▶ The problem:
Transcribe word for word the lines below from the line with "and compute dispatch" through the line with "center points, got", ends included.

▶ Given records:
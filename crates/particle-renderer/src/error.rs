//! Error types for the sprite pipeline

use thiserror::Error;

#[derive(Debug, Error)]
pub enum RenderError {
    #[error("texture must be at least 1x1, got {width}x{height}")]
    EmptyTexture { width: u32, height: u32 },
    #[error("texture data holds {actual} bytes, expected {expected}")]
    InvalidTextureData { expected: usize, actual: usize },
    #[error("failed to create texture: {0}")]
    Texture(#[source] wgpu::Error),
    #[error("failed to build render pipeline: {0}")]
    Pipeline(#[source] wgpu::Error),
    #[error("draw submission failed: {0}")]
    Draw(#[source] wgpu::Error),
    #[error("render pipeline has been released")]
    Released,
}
---
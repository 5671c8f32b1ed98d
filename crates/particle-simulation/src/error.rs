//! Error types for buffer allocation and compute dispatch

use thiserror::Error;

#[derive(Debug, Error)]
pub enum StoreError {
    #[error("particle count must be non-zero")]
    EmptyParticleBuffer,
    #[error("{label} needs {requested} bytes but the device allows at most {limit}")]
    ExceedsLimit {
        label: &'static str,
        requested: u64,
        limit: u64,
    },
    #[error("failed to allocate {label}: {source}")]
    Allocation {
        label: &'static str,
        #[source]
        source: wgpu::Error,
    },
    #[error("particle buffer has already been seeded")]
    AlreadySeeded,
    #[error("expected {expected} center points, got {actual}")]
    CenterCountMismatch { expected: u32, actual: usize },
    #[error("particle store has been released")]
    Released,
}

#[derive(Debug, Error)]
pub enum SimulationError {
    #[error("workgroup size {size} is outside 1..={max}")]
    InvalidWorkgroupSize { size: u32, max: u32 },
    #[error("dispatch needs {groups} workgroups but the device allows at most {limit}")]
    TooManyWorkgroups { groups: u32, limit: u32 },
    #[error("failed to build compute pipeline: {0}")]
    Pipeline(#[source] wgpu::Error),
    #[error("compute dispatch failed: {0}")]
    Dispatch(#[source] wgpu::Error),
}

▶ Written answer:
//! Error types for buffer allocation and compute dispatch

use thiserror::Error;

#[derive(Debug, Error)]
pub enum StoreError {
    #[error("particle count must be non-zero")]
    EmptyParticleBuffer,
    #[error("{label} needs {requested} bytes but the device allows at most {limit}")]
    ExceedsLimit {
        label: &'static str,
        requested: u64,
        limit: u64,
    },
    #[error("failed to allocate {label}: {source}")]
    Allocation {
        label: &'static str,
        #[source]
        source: wgpu::Error,
    },
    #[error("particle buffer has already been seeded")]
    AlreadySeeded,
    #[error("expected {expected} center points, got {actual}")]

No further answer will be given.